Much of this map and accompanying notes has now been proven incorrect so I will shortly be replacing it with a new updated page. In the meantime for more accurate info refer to Nigels discussion 'Track Doubling under Bridges 2 & 3 at Gayton,

Comment by Stephen on February 20, 2013 at 18:57

I think that the isolated track is narrow gauge and it belongs to Gayton Wood Mines. There were tipping shutes, so the stone could be loaded for transportation, transport in the shallow pits was done by horse. Tonks make reference to tipping shutes all along the N & B.

The stone was not loaded into tipplers. It would have been loaded into wooden wagons probably each one carrying 12tons.


The narrow gauge tipper wagons would probably been wooden,  the shutes too could well have been wooden.


There is nothing really permanant about these pits with the stone so close to the surface, it would have soon been worked out.


Stephen Robbins

Comment by Dick Bodily on February 19, 2013 at 20:58


Have a look at my latest reply to Nigel's discussion


Having carefully studied the SMJ Bridges and Sidings List on this website and bearing in mind what Andy & I found on our visit I'm now of the opinion that Tonks may have got it wrong about ore being taken out at point Mystery A during the 1880s and that it was taken out across Bridge 1a firstly to a siding on the down side where Baldwin' s siding later was then later to a siding on the up side, both of which were called Wheldon's and later Blisworth Ironstone Siding. Bridge 1a also crossed a stream between the quarry and the E&WJR line.

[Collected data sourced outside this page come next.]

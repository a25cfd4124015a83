//! Stack-tracking assembler.
//!
//! `CodeBuilder` records ops while simulating the operand-stack type
//! signature, so malformed sequences are rejected when they are generated
//! instead of when the machine verifies them.

use crate::ops::{Branch, Constant, FieldRef, Local, LocalDecl, Loop, MethodRef, Op, Scope, Test};
use crate::sequence::InstructionSequence;
use crate::types::{NativeType, RefType};
use thiserror::Error;

/// Errors raised while assembling a sequence.
#[derive(Debug, Clone, PartialEq, Error)]
pub enum EmitError {
    #[error("stack underflow in {op}")]
    StackUnderflow { op: String },

    #[error("type mismatch in {op}: expected {expected}, found {found}")]
    TypeMismatch {
        op: String,
        expected: NativeType,
        found: NativeType,
    },

    #[error("{op} requires a primitive, found {found}")]
    NotPrimitive { op: String, found: NativeType },

    #[error("branch arms disagree: then leaves [{then_stack}], else leaves [{else_stack}]")]
    BranchMismatch {
        then_stack: String,
        else_stack: String,
    },

    #[error("{what} must leave the stack unchanged: expected [{expected}], found [{found}]")]
    NotNeutral {
        what: &'static str,
        expected: String,
        found: String,
    },

    #[error("sequence must leave exactly one value, found [{found}]")]
    NotAnExpression { found: String },
}

fn render_stack(stack: &[NativeType]) -> String {
    stack
        .iter()
        .map(|ty| ty.to_string())
        .collect::<Vec<_>>()
        .join(", ")
}

/// Assembler for one sequence (or one arm of a structured op).
#[derive(Debug, Clone)]
pub struct CodeBuilder {
    ops: Vec<Op>,
    inputs: Vec<NativeType>,
    stack: Vec<NativeType>,
    next_local: u16,
    max_locals: u16,
    declared: Vec<LocalDecl>,
}

impl Default for CodeBuilder {
    fn default() -> Self {
        Self::new()
    }
}

impl CodeBuilder {
    /// Creates a builder with an empty stack.
    pub fn new() -> Self {
        Self::with_inputs(Vec::new())
    }

    /// Creates a builder whose stack starts with `inputs` (deepest first).
    pub fn with_inputs(inputs: Vec<NativeType>) -> Self {
        Self {
            ops: Vec::new(),
            stack: inputs.clone(),
            inputs,
            next_local: 0,
            max_locals: 0,
            declared: Vec::new(),
        }
    }

    /// Child builder for a nested region, sharing stack and local numbering.
    fn fork(&self) -> Self {
        Self {
            ops: Vec::new(),
            inputs: Vec::new(),
            stack: self.stack.clone(),
            next_local: self.next_local,
            max_locals: self.next_local,
            declared: Vec::new(),
        }
    }

    /// Takes over the locals a nested region declared outside any inner
    /// scope. They stay live until the enclosing scope ends.
    fn adopt_locals(&mut self, region: &mut CodeBuilder) {
        self.next_local = self.next_local.max(region.next_local);
        self.max_locals = self.max_locals.max(region.max_locals);
        self.declared.append(&mut region.declared);
    }

    pub fn stack(&self) -> &[NativeType] {
        &self.stack
    }

    pub fn depth(&self) -> usize {
        self.stack.len()
    }

    /// Type currently on top of the stack.
    pub fn top(&self) -> Result<&NativeType, EmitError> {
        self.stack.last().ok_or_else(|| EmitError::StackUnderflow {
            op: "top".to_string(),
        })
    }

    fn pop_type(&mut self, op: &str) -> Result<NativeType, EmitError> {
        self.stack.pop().ok_or_else(|| EmitError::StackUnderflow {
            op: op.to_string(),
        })
    }

    fn pop_expect(&mut self, expected: &NativeType, op: &str) -> Result<NativeType, EmitError> {
        let found = self.pop_type(op)?;
        if !found.is_assignable_to(expected) {
            return Err(EmitError::TypeMismatch {
                op: op.to_string(),
                expected: expected.clone(),
                found,
            });
        }
        Ok(found)
    }

    fn pop_test_operands(&mut self, test: Test) -> Result<(), EmitError> {
        for expected in test.operands().iter().rev() {
            self.pop_expect(expected, test.mnemonic())?;
        }
        Ok(())
    }

    pub fn push_const(&mut self, constant: Constant) {
        self.stack.push(constant.native_type());
        self.ops.push(Op::Push(constant));
    }

    pub fn push_null(&mut self) {
        self.push_const(Constant::Null);
    }

    pub fn dup(&mut self) -> Result<(), EmitError> {
        let top = self.top()?.clone();
        self.stack.push(top);
        self.ops.push(Op::Dup);
        Ok(())
    }

    pub fn pop(&mut self) -> Result<(), EmitError> {
        self.pop_type("pop")?;
        self.ops.push(Op::Pop);
        Ok(())
    }

    pub fn swap(&mut self) -> Result<(), EmitError> {
        let a = self.pop_type("swap")?;
        let b = self.pop_type("swap")?;
        self.stack.push(a);
        self.stack.push(b);
        self.ops.push(Op::Swap);
        Ok(())
    }

    /// Calls `method`, popping its receiver and arguments.
    pub fn invoke(&mut self, method: &MethodRef) -> Result<(), EmitError> {
        self.apply_call(method)?;
        self.ops.push(Op::Invoke(method.clone()));
        Ok(())
    }

    /// Calls `method` at a suspension point.
    pub fn suspend(&mut self, method: &MethodRef) -> Result<(), EmitError> {
        self.apply_call(method)?;
        self.ops.push(Op::Suspend(method.clone()));
        Ok(())
    }

    fn apply_call(&mut self, method: &MethodRef) -> Result<(), EmitError> {
        let op = format!("call {}.{}", method.owner, method.name);
        for param in method.params.iter().rev() {
            self.pop_expect(param, &op)?;
        }
        if !method.is_static() {
            self.pop_expect(&NativeType::object(method.owner.clone()), &op)?;
        }
        if let Some(ret) = &method.returns {
            self.stack.push(ret.clone());
        }
        Ok(())
    }

    pub fn get_static(&mut self, field: &FieldRef) {
        self.stack.push(field.ty.clone());
        self.ops.push(Op::GetStatic(field.clone()));
    }

    /// Numeric conversion of the top of the stack. A no-op when the type
    /// already matches.
    pub fn convert(&mut self, to: NativeType) -> Result<(), EmitError> {
        let from = self.pop_type("convert")?;
        if from == to {
            self.stack.push(from);
            return Ok(());
        }
        if !from.is_numeric() {
            return Err(EmitError::NotPrimitive {
                op: format!("convert to {}", to),
                found: from,
            });
        }
        if !to.is_numeric() {
            return Err(EmitError::NotPrimitive {
                op: format!("convert from {}", from),
                found: to,
            });
        }
        self.stack.push(to.clone());
        self.ops.push(Op::Convert { from, to });
        Ok(())
    }

    /// Runtime-checked downcast of the reference on top of the stack.
    pub fn check_cast(&mut self, to: RefType) -> Result<(), EmitError> {
        let op = format!("checkcast {}", to);
        let from = self.pop_expect(&NativeType::object(RefType::Object), &op)?;
        // An upcast needs no instruction.
        if from.is_assignable_to(&NativeType::object(to.clone())) && from != NativeType::null() {
            self.stack.push(from);
            return Ok(());
        }
        self.stack.push(NativeType::object(to.clone()));
        self.ops.push(Op::CheckCast(to));
        Ok(())
    }

    /// Wraps the primitive on top of the stack (`valueOf`).
    pub fn box_primitive(&mut self) -> Result<(), EmitError> {
        let prim = self.pop_type("box")?;
        if !prim.is_primitive() {
            return Err(EmitError::NotPrimitive {
                op: "box".to_string(),
                found: prim,
            });
        }
        self.stack
            .push(NativeType::object(RefType::Wrapper(prim.clone())));
        self.ops.push(Op::Box(prim));
        Ok(())
    }

    /// Allocates a local in the current region.
    pub fn declare_local(&mut self, name: impl Into<String>, ty: NativeType) -> Local {
        let local = Local {
            index: self.next_local,
            ty,
        };
        self.next_local += 1;
        self.max_locals = self.max_locals.max(self.next_local);
        self.declared.push(LocalDecl {
            name: name.into(),
            local: local.clone(),
        });
        local
    }

    pub fn load(&mut self, local: &Local) {
        self.stack.push(local.ty.clone());
        self.ops.push(Op::Load(local.clone()));
    }

    pub fn store(&mut self, local: &Local) -> Result<(), EmitError> {
        self.pop_expect(&local.ty, "store")?;
        self.ops.push(Op::Store(local.clone()));
        Ok(())
    }

    pub fn increment(&mut self, local: &Local, delta: i32) -> Result<(), EmitError> {
        if local.ty != NativeType::Int {
            return Err(EmitError::TypeMismatch {
                op: "iinc".to_string(),
                expected: NativeType::Int,
                found: local.ty.clone(),
            });
        }
        self.ops.push(Op::Increment {
            local: local.clone(),
            delta,
        });
        Ok(())
    }

    /// Splices `seq` in place: its inputs are popped and its output pushed.
    /// Locals used by `seq` are renumbered above the ones in use here.
    pub fn append(&mut self, seq: &InstructionSequence) -> Result<(), EmitError> {
        for input in seq.inputs().iter().rev() {
            self.pop_expect(input, "append")?;
        }
        if let Some(output) = seq.output() {
            self.stack.push(output.clone());
        }
        let offset = self.next_local;
        let mut ops = seq.ops().to_vec();
        crate::ops::relocate_all(&mut ops, offset);
        self.ops.extend(ops);
        self.max_locals = self.max_locals.max(offset + seq.max_locals());
        Ok(())
    }

    /// Emits `if (test) { then_arm } else { else_arm }`.
    ///
    /// The test operands are consumed before either arm runs. Both arms must
    /// leave stacks that merge slot by slot.
    pub fn branch<E, T, F>(&mut self, test: Test, then_arm: T, else_arm: F) -> Result<(), E>
    where
        E: From<EmitError>,
        T: FnOnce(&mut CodeBuilder) -> Result<(), E>,
        F: FnOnce(&mut CodeBuilder) -> Result<(), E>,
    {
        self.pop_test_operands(test)?;

        let mut then_builder = self.fork();
        then_arm(&mut then_builder)?;
        let mut else_builder = self.fork();
        else_arm(&mut else_builder)?;

        let merged = merge_stacks(&then_builder.stack, &else_builder.stack)?;
        tracing::trace!(test = test.mnemonic(), depth = merged.len(), "merged branch");

        // Arms are exclusive, so they may share local numbers.
        self.adopt_locals(&mut then_builder);
        self.adopt_locals(&mut else_builder);
        self.stack = merged;
        self.ops.push(Op::Branch(Branch {
            test,
            then_ops: then_builder.ops,
            else_ops: else_builder.ops,
        }));
        Ok(())
    }

    /// Emits `while (condition; test) { body }`.
    pub fn while_loop<E, C, B>(&mut self, condition: C, test: Test, body: B) -> Result<(), E>
    where
        E: From<EmitError>,
        C: FnOnce(&mut CodeBuilder) -> Result<(), E>,
        B: FnOnce(&mut CodeBuilder) -> Result<(), E>,
    {
        let mut cond_builder = self.fork();
        condition(&mut cond_builder)?;
        cond_builder.pop_test_operands(test)?;
        self.expect_unchanged("loop condition", &cond_builder.stack)?;
        self.adopt_locals(&mut cond_builder);

        let mut body_builder = self.fork();
        body(&mut body_builder)?;
        self.expect_unchanged("loop body", &body_builder.stack)?;
        self.adopt_locals(&mut body_builder);
        self.ops.push(Op::Loop(Loop {
            condition: cond_builder.ops,
            test,
            body: body_builder.ops,
        }));
        Ok(())
    }

    /// Opens a lexical region. Locals declared inside are released when
    /// `body` returns.
    pub fn scope<E, B>(&mut self, body: B) -> Result<(), E>
    where
        E: From<EmitError>,
        B: FnOnce(&mut CodeBuilder) -> Result<(), E>,
    {
        let mut inner = self.fork();
        body(&mut inner)?;
        self.max_locals = self.max_locals.max(inner.max_locals);
        self.stack = inner.stack;
        self.ops.push(Op::Scope(Scope {
            locals: inner.declared,
            body: inner.ops,
        }));
        Ok(())
    }

    fn expect_unchanged(&self, what: &'static str, found: &[NativeType]) -> Result<(), EmitError> {
        if found != self.stack.as_slice() {
            return Err(EmitError::NotNeutral {
                what,
                expected: render_stack(&self.stack),
                found: render_stack(found),
            });
        }
        Ok(())
    }

    /// Finishes a sequence that leaves exactly one value.
    pub fn finish_expression(self, non_null: bool) -> Result<InstructionSequence, EmitError> {
        if self.stack.len() != 1 {
            return Err(EmitError::NotAnExpression {
                found: render_stack(&self.stack),
            });
        }
        let output = self.stack[0].clone();
        Ok(InstructionSequence::new(
            self.ops,
            self.inputs,
            Some(output),
            non_null,
            self.max_locals,
        ))
    }

    /// Finishes a sequence that consumes its inputs and leaves nothing.
    pub fn finish_statement(self) -> Result<InstructionSequence, EmitError> {
        if !self.stack.is_empty() {
            return Err(EmitError::NotNeutral {
                what: "statement",
                expected: String::new(),
                found: render_stack(&self.stack),
            });
        }
        Ok(InstructionSequence::new(
            self.ops,
            self.inputs,
            None,
            false,
            self.max_locals,
        ))
    }
}

fn merge_stacks(a: &[NativeType], b: &[NativeType]) -> Result<Vec<NativeType>, EmitError> {
    let mismatch = || EmitError::BranchMismatch {
        then_stack: render_stack(a),
        else_stack: render_stack(b),
    };
    if a.len() != b.len() {
        return Err(mismatch());
    }
    a.iter()
        .zip(b)
        .map(|(x, y)| x.merge(y).ok_or_else(mismatch))
        .collect()
}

Comment by Mike Burrows on February 19, 2013 at 14:30

Before I 'found' Tonks I walked the track from Bridge 5 to 3.  I noted but did not photograph at "Mystery A" what I took to be the foundations of a platform on the South Side.  Several large posts that have flat tops in a straight row with the right height for a platform surface.  My first reaction after finding Tonks was that this would have been a drop off platform for quarry workers arriving by train but it could have been something to do with loading too.